»»

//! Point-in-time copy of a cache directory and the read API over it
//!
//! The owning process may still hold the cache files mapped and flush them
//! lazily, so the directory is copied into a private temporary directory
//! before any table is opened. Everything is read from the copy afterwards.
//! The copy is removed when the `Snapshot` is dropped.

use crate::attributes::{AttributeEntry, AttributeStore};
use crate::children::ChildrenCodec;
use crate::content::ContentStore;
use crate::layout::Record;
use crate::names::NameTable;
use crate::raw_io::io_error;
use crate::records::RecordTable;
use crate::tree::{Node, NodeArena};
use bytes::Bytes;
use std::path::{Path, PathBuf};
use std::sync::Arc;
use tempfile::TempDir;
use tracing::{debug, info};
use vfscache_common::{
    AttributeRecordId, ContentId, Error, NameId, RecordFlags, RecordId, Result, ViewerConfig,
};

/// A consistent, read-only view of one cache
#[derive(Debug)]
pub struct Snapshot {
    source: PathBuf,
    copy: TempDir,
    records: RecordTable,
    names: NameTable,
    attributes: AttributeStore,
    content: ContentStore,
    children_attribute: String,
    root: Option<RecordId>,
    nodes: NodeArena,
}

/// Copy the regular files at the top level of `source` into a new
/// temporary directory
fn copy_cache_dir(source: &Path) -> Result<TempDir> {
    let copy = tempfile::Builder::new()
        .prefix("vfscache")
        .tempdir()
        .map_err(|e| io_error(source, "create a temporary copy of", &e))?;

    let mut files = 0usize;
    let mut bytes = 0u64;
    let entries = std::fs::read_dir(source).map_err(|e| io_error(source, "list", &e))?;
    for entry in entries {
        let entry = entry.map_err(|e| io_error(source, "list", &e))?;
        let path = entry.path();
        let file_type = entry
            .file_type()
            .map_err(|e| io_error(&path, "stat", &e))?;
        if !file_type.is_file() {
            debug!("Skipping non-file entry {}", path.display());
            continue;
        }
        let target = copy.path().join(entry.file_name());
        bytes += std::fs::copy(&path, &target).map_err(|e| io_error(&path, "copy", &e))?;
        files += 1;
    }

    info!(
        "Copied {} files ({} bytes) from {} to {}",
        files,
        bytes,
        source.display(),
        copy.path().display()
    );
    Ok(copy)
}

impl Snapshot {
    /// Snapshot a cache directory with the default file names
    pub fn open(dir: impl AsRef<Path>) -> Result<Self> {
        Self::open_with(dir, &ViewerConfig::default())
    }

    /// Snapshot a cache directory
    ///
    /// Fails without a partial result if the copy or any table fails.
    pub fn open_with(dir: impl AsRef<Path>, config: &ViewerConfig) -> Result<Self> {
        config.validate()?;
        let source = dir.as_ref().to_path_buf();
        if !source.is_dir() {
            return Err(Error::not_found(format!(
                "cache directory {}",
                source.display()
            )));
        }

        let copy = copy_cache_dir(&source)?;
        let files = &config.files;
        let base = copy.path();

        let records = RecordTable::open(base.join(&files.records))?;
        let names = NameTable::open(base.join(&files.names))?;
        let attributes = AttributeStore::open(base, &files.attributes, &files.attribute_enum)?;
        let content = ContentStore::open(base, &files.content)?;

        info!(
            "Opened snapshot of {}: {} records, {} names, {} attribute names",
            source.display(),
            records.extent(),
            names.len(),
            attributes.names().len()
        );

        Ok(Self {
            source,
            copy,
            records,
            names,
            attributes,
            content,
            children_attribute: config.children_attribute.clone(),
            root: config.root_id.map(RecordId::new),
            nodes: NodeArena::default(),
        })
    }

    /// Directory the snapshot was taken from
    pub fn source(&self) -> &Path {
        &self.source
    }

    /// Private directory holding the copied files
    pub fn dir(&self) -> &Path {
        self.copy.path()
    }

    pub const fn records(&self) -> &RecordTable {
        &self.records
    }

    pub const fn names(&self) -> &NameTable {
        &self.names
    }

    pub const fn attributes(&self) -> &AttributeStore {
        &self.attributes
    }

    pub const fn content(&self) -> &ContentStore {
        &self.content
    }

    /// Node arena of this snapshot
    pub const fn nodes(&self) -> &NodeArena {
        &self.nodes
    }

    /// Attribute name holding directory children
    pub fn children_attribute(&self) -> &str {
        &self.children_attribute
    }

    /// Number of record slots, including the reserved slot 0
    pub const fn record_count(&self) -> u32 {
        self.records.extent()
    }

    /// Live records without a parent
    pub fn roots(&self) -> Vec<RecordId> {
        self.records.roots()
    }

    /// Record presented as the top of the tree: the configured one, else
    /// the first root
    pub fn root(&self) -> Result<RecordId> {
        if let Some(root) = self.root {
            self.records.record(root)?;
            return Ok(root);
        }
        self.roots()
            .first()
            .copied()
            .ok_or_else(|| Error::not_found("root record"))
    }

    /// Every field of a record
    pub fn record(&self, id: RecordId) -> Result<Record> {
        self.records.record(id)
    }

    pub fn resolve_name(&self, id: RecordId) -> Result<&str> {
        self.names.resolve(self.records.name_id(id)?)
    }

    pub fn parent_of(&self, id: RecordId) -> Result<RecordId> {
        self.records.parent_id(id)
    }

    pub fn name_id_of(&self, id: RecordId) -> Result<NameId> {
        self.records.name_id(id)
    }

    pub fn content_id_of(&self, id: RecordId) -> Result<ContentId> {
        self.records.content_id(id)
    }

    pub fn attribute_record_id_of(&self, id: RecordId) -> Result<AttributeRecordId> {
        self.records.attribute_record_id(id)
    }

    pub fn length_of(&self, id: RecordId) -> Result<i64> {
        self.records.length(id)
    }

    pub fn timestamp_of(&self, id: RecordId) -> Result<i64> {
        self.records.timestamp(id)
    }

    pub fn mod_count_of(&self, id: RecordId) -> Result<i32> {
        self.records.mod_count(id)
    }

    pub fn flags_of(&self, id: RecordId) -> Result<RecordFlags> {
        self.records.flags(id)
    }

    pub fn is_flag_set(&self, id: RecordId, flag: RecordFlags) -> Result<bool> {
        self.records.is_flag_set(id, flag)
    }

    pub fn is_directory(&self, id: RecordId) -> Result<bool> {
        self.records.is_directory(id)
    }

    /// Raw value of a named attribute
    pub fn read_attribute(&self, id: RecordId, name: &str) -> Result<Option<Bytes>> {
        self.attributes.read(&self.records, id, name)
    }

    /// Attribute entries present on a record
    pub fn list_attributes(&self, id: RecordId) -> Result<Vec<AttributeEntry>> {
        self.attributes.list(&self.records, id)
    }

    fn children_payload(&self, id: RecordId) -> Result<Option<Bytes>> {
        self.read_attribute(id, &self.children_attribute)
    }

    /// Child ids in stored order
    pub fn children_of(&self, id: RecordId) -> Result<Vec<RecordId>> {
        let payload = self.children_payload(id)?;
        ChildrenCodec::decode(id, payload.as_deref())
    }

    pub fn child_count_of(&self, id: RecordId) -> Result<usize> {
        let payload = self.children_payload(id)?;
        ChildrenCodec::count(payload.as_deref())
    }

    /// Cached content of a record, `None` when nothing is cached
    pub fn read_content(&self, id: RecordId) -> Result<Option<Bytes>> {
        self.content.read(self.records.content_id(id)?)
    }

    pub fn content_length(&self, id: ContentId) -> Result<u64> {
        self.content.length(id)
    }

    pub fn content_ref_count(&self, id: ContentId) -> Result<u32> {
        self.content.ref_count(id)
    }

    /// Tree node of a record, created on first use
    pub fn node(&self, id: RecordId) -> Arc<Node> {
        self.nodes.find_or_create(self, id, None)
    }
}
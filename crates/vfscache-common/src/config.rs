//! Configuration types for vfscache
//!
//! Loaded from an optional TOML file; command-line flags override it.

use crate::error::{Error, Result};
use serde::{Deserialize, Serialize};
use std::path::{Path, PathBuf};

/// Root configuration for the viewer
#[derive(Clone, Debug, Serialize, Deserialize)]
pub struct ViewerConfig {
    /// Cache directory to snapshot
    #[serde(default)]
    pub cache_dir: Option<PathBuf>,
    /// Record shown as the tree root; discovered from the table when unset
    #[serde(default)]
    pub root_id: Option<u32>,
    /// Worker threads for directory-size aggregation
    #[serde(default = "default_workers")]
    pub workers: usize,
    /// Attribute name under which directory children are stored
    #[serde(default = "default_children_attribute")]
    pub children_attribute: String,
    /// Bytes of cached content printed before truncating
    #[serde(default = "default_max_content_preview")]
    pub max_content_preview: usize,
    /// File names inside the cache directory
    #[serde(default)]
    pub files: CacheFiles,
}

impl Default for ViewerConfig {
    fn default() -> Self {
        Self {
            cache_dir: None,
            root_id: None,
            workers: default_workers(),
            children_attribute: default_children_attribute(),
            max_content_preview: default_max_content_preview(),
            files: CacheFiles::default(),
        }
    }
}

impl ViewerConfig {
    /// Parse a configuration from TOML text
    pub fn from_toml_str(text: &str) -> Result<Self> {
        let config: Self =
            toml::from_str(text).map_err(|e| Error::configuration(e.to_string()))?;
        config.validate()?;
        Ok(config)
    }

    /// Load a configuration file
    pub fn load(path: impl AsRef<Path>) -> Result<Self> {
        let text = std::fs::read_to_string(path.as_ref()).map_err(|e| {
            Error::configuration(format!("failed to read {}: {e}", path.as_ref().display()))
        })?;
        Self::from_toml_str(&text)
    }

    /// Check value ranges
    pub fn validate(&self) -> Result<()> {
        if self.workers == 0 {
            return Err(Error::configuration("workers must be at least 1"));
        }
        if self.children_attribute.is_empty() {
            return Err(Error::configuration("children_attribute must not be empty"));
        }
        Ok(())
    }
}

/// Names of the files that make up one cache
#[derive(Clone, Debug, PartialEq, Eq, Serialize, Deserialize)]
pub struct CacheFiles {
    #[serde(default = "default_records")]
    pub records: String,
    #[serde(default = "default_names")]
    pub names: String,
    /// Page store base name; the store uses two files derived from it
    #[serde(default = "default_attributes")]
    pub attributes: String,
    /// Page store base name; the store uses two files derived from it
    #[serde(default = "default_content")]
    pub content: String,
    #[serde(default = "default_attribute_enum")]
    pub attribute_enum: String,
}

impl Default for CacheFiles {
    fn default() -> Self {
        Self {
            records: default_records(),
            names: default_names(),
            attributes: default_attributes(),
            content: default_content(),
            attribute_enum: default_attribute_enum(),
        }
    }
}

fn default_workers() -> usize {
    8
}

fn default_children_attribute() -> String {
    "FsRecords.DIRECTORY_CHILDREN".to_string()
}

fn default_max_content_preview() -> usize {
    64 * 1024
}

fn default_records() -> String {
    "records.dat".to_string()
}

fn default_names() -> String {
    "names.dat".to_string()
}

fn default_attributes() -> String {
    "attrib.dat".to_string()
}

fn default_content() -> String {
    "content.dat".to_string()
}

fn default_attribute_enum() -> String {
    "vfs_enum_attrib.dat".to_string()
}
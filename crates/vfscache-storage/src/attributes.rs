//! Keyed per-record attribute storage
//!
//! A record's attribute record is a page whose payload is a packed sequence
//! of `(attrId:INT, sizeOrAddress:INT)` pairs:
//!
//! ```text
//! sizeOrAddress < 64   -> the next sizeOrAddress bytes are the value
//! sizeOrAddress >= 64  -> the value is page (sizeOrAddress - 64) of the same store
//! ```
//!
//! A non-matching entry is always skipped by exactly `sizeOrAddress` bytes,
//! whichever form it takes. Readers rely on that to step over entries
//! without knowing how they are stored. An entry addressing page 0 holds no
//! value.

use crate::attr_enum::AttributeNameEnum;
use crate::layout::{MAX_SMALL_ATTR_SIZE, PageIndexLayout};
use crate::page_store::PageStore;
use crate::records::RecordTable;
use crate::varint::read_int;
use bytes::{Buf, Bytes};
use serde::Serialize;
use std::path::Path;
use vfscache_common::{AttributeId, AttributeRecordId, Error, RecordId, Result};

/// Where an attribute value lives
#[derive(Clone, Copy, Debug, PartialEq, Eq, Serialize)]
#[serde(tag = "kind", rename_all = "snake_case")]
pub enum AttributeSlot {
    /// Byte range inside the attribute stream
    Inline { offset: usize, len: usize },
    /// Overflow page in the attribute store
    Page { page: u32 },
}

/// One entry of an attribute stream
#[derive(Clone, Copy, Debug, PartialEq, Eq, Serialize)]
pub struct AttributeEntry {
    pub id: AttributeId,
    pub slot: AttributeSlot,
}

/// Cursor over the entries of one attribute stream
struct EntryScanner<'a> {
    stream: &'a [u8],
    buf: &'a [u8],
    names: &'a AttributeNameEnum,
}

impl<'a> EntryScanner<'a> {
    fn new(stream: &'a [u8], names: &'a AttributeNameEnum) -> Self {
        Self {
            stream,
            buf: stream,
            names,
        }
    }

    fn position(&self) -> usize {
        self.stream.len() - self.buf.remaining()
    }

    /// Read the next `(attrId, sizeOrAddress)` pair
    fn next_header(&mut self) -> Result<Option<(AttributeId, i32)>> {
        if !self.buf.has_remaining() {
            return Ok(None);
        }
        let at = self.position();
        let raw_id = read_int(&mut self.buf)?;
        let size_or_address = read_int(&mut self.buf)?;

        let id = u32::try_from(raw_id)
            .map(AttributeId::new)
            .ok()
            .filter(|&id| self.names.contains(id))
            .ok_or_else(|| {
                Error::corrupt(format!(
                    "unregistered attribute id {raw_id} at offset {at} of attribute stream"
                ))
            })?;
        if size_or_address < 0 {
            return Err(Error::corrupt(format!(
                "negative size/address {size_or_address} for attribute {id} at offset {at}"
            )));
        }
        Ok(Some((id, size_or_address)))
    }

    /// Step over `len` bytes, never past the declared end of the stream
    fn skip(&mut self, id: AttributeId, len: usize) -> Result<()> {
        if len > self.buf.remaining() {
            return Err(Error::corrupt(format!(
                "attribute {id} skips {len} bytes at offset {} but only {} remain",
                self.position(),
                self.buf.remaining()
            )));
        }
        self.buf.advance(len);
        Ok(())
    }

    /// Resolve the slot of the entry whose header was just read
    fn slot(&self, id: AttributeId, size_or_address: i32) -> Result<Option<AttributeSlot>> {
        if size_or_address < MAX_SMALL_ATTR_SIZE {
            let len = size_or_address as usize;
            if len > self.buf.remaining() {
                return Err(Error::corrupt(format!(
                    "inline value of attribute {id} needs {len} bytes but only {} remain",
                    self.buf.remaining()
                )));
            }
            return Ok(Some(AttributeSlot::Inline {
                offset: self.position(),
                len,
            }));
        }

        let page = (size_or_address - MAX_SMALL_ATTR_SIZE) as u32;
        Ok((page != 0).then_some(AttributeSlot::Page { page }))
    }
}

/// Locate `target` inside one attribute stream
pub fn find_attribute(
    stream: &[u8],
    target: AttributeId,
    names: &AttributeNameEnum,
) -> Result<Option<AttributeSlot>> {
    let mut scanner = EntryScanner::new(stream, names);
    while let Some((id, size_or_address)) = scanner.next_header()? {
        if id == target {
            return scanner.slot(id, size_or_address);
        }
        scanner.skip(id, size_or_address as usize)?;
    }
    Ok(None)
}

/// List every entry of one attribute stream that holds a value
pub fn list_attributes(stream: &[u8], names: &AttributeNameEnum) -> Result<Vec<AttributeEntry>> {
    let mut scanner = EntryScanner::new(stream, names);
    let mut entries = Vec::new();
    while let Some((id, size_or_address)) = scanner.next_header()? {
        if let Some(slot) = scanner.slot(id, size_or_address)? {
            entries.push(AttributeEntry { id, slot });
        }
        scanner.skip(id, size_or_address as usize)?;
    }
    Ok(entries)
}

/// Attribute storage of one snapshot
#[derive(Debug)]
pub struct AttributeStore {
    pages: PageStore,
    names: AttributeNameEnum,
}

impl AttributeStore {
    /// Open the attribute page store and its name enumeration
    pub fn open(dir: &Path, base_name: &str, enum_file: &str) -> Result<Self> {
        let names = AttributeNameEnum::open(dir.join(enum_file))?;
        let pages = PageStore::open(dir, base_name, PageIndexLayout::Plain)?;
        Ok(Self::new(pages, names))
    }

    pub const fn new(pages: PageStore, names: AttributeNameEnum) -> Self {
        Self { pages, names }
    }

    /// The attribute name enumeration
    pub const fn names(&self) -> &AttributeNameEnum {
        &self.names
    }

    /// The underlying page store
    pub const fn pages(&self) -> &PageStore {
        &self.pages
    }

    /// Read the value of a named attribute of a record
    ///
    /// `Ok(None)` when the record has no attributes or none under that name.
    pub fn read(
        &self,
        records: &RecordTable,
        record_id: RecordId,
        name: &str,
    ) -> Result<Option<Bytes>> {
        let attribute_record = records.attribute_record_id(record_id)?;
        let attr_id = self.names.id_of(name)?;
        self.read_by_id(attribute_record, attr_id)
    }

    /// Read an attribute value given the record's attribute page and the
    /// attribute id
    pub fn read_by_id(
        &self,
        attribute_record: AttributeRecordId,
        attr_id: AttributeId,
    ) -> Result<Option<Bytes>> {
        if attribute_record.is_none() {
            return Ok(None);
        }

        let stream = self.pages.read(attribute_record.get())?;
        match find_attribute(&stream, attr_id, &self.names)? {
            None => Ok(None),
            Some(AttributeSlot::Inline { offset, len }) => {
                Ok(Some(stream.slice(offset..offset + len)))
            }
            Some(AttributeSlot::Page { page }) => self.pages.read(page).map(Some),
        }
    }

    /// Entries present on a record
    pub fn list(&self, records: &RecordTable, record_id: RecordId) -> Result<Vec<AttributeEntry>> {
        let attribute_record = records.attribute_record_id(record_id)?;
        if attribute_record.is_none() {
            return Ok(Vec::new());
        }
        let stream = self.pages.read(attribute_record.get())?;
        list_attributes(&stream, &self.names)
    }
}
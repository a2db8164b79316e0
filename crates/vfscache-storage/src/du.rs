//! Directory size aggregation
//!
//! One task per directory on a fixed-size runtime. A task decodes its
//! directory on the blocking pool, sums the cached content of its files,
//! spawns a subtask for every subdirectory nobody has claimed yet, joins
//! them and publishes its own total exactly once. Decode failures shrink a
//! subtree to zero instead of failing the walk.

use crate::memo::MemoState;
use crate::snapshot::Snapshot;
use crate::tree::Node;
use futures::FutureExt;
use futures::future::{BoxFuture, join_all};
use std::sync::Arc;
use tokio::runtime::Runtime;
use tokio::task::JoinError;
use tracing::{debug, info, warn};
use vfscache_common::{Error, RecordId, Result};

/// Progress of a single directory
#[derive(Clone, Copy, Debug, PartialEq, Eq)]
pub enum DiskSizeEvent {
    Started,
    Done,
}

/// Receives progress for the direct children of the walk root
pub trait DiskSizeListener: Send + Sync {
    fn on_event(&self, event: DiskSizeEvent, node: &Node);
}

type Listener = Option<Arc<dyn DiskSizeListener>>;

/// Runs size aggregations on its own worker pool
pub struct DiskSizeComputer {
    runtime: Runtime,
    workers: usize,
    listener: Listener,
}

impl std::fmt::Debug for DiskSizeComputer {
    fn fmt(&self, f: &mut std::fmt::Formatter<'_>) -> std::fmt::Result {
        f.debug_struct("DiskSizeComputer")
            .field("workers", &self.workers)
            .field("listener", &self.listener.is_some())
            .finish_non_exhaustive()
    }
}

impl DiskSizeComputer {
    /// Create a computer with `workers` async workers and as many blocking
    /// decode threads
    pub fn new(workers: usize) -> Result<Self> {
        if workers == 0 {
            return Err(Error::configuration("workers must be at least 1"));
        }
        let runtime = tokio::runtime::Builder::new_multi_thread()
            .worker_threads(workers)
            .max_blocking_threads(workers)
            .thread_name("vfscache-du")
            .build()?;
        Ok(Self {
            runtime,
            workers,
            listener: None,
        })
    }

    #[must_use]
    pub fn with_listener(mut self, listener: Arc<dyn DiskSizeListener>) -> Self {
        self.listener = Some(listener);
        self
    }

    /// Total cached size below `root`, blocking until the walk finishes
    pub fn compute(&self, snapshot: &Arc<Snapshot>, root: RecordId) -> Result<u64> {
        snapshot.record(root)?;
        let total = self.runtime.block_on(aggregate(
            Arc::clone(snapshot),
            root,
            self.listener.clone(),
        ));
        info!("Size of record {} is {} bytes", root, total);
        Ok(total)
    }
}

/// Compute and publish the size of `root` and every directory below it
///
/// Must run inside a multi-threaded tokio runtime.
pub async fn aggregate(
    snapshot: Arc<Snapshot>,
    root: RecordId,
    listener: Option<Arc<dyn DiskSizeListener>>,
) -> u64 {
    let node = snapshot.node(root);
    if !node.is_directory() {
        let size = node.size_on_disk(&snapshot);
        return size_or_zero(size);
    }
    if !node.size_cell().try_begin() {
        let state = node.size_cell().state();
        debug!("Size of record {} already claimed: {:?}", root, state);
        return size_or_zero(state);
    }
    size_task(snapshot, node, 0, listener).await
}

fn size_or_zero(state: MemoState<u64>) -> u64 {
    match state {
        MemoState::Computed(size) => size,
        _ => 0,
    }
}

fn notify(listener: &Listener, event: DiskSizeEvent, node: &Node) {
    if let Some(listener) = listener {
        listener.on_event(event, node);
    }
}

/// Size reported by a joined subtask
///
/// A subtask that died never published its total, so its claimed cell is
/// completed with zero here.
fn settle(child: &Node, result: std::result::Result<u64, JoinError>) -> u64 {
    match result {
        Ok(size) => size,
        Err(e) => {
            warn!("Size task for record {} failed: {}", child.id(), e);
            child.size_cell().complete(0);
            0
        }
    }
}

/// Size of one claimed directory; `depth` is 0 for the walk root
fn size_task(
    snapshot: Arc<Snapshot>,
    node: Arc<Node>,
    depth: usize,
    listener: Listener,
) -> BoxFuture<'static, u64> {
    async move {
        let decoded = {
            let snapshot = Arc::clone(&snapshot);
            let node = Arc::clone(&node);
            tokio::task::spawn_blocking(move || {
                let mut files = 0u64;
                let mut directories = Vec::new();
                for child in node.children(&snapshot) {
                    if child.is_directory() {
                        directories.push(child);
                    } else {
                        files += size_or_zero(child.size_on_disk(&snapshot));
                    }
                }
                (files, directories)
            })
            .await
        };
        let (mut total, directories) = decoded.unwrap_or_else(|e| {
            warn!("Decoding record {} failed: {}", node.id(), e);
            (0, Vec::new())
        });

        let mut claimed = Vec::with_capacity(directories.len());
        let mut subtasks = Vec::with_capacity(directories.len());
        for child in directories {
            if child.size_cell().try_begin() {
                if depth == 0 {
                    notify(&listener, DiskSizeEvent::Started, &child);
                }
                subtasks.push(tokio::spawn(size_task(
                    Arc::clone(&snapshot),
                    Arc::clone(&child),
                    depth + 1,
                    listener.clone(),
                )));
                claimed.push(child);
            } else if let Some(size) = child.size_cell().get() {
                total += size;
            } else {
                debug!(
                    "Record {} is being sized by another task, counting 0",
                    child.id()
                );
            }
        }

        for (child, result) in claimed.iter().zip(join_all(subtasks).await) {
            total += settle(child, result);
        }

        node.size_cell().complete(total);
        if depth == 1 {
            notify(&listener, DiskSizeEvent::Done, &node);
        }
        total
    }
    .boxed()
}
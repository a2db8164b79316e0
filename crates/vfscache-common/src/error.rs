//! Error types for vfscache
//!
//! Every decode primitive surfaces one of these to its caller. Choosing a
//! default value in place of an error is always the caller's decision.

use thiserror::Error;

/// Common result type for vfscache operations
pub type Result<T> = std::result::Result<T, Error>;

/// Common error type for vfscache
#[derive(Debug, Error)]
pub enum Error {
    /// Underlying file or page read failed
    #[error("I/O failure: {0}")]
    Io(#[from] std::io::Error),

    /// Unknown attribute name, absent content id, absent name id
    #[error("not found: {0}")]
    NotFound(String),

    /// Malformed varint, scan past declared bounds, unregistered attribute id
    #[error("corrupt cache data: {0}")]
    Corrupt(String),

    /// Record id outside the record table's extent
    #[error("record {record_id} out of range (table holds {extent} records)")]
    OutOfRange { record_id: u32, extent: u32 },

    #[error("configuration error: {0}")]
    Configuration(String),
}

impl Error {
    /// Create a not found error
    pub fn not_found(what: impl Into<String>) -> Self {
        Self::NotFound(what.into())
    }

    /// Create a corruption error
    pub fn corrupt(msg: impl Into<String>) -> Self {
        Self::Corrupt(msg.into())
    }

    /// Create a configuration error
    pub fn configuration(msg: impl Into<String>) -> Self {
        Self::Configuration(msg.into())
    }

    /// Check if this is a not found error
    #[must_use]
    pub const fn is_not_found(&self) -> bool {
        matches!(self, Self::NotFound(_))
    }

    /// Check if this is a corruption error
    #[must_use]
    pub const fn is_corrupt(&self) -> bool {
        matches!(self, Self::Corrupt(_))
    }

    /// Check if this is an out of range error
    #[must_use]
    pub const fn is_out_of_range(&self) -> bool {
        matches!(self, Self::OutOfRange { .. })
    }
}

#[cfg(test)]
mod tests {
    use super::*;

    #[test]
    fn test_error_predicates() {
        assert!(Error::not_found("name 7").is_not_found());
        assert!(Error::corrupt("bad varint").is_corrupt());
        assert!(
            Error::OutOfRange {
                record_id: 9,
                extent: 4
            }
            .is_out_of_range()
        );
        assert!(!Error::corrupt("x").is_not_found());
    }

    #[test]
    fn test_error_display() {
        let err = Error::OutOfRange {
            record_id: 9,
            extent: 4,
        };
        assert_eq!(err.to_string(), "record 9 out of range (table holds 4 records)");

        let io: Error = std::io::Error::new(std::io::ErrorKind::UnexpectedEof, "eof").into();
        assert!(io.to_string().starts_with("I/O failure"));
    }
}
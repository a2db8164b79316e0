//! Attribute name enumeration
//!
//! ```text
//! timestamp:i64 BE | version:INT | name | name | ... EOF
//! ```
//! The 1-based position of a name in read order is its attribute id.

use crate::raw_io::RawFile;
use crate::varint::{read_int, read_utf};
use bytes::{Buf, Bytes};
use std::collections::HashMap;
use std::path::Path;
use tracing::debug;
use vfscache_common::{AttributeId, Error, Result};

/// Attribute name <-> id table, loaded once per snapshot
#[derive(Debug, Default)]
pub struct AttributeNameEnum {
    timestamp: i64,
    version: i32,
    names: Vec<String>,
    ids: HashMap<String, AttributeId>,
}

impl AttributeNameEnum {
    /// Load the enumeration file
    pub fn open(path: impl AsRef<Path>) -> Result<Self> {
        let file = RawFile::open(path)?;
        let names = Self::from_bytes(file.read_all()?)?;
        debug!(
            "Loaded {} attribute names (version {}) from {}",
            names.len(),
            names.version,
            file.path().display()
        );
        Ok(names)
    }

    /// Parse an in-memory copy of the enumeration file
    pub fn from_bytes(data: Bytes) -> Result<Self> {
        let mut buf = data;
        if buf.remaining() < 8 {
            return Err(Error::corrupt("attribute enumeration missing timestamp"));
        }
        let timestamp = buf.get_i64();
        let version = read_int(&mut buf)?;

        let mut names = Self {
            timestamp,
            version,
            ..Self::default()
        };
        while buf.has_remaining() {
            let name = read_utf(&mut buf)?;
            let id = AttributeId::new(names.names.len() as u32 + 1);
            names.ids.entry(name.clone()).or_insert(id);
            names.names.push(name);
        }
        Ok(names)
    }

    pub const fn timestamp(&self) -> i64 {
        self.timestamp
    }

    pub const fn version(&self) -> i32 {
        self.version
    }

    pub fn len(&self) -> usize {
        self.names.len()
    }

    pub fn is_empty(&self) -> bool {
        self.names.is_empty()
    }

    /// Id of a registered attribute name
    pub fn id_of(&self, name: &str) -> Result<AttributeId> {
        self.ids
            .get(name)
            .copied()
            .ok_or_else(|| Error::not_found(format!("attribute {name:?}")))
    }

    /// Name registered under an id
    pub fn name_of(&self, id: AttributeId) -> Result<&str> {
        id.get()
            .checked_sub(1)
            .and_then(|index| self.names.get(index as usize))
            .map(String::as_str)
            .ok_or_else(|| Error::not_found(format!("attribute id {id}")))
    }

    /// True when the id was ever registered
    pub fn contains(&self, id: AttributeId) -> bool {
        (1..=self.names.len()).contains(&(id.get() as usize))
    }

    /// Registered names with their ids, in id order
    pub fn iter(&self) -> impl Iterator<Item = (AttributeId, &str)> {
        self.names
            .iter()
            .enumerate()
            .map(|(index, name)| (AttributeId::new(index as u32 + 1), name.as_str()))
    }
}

««

**What the exercise asks**: Your answer should be one number: how many lines in the material hold the word "ContentId".

**Problem solution**: 4